The Who?





"OMG... u like so chumeyls and i'm like so buruk~" haha.. i'm rubbish on these kinda things. i just go on but before i do, apologies for mistakes ok. let's see, just moved to gombak around december '08! currently im working as distributor for mlm company. i was born intelligent but an education ruined my life. every day was fucking sucks at the moment coz the only friends that i have right now is my homie. how lame. and the people who i thought were my friends really aren't so fuck them all! well not all of them but most of them. life is good when you have only yourself to answer to! other stuff about me, i want to be a pilot and i will be dammit. and i want to learn how to play the drums again. i use to be really good, and now i can only do a basic beat. that was the best thing to do, play the set whenever i was pissed or bored. and i want to learn how to play the piano again (ye ke?), which i'm currently trying to do. i'm an individual. i don't go with the crowd, or even the crowd who goes against the crowd. i make decisions based on who i am and what my intuition feels. i'm into spiritual journeys, deep and meaningful stuff, light-hearted fun, lots of laughing, addicted to surf internet, adore animals, and having a great time being a single guy. and by single i mean truly single. ok what? don't have to think the one u really love, have to call and ask "hi darling, have u eaten?" bla bla bla so on and so forth. i'm really hoping that Nasha Aziz will offer herself to be my girlfriend someday! haha.. in your dreams la! well, i just liked her so much especially her voice. i don't drink or do drugs and smoke of course la kan. remember don't drink and drive eh.. i don't consider myself to come under any labels. i just what I am and at last but not least i really really hate those who are fucking moron back stabbers, hypocrites, sellfish. more stuff later when i think of it... btw thanks for reading!

Monday, August 3, 2009

What A Girl Wants


Gambar hiasan semata-mata

First of all, i'm here to tell u a story about a girl. I bet many of u guys had experienced in love especially puppy love since primary school right? So, what are the sweetest things u ever remember when u are with someone u love the most? Is it romantic dinner, shared your old story, went to a movie, or a disaster date maybe? All I want to say there is such a moment that u will never forget the one u love no matter what it is.
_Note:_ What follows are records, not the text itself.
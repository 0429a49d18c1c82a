use axum::{
    http::StatusCode,
    response::{IntoResponse, Response},
    Json,
};
use serde_json::json;
use thiserror::Error;

use crate::llm_client::LlmError;

/// Application-level error type.
/// Implements `IntoResponse` so Axum handlers can return `Result<T, AppError>`.
///
/// Only the strict policy can produce `Llm`, `Upstream` or `ModelUnavailable`;
/// the repair and validate policies always answer with a document.
#[derive(Debug, Error)]
pub enum AppError {
    #[error("Not found: {0}")]
    NotFound(String),

    #[error("LLM error: {0}")]
    Llm(String),

    #[error("Upstream error: {0}")]
    Upstream(#[from] LlmError),

    #[error("Upstream model is not configured")]
    ModelUnavailable,

    #[error("Internal server error: {0}")]
    Internal(#[from] anyhow::Error),
}

impl IntoResponse for AppError {
    fn into_response(self) -> Response {
        let (status, code, message) = match &self {
            AppError::NotFound(msg) => (StatusCode::NOT_FOUND, "NOT_FOUND", msg.clone()),
            AppError::Llm(msg) => {
                tracing::error!("LLM error: {msg}");
                (
                    StatusCode::INTERNAL_SERVER_ERROR,
                    "LLM_ERROR",
                    "An AI processing error occurred".to_string(),
                )
            }
            AppError::Upstream(LlmError::RateLimited) => {
                tracing::warn!("Upstream model rate limited a strict request");
                (
                    StatusCode::TOO_MANY_REQUESTS,
                    "RATE_LIMITED",
                    "The AI provider is rate limiting requests, try again later".to_string(),
                )
            }
            AppError::Upstream(LlmError::Timeout) => {
                tracing::error!("Upstream model timed out");
                (
                    StatusCode::GATEWAY_TIMEOUT,
                    "UPSTREAM_TIMEOUT",
                    "The AI provider did not answer in time".to_string(),
                )
            }
            AppError::Upstream(e) => {
                tracing::error!("Upstream error: {e}");
                (
                    StatusCode::BAD_GATEWAY,
                    "UPSTREAM_ERROR",
                    "The AI provider returned an unusable response".to_string(),
                )
            }
            AppError::ModelUnavailable => (
                StatusCode::SERVICE_UNAVAILABLE,
                "MODEL_UNAVAILABLE",
                "AI generation is disabled on this server".to_string(),
            ),
            AppError::Internal(e) => {
                tracing::error!("Internal error: {e:?}");
                (
                    StatusCode::INTERNAL_SERVER_ERROR,
                    "INTERNAL_ERROR",
                    "An internal server error occurred".to_string(),
                )
            }
        };

        let body = Json(json!({
            "error": {
                "code": code,
                "message": message
            }
        }));

        (status, body).into_response()
    }
}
But, what happen when she left or dumped u for out of reason such as moved to other state, her parents did not bless the relationship, or usually she had another bf and get married. How do u feel about that? Is it because of destiny or our own fault? After all year u spend your lifetime with her shared a memory together and just that, she dumped u. Is it acceptable for men like us to accept this kind of action? I don't think so.

Let's flashback a memory what is wrong with our steps :
1) Paid for her lunch and dinner - done!
2) Picked her up after worked - done!
3) Bought her some flowers or chocolate when she sulked - done!
4) Take her out for a movie at Saturday night - done!
5) Willing to give up when stuck a fight with her - done!
6) Shared a secret about old gf with her - done!
7) Skipped a job at office just to be with her - done!
8) Argued with our best friends if they talked bad about her - done!
9) Company her when she went to shopping - done!
10) Protect her no matter what happen - done!

So, what is wrong when she pointed at us saying that we are not her 'Mr. Right'? I believe that many guys out there facing the same problem here. What a girl want actually? I can't figure it out till now. We as men had tried our best to satisfy them, women. Is it all because of money, ugly looking face, or they are trying to test our patient? Are we too care about her or too control with her life and messed up with her bitch friends?

Some cases she came back for u after realize that she was wrong about u before and keep chasing u to be her bf back. Wtf? What will u do? Show ur egos and keep on with the life u get into? Or u want to lick back what u had spitted? Is it a bad or good idea to built a relationship with your ex-gf? How about having a scandal? Oh it is too way down to tell about it. Maybe in my next posting. Or, am i turning into a gay? U tell me!!!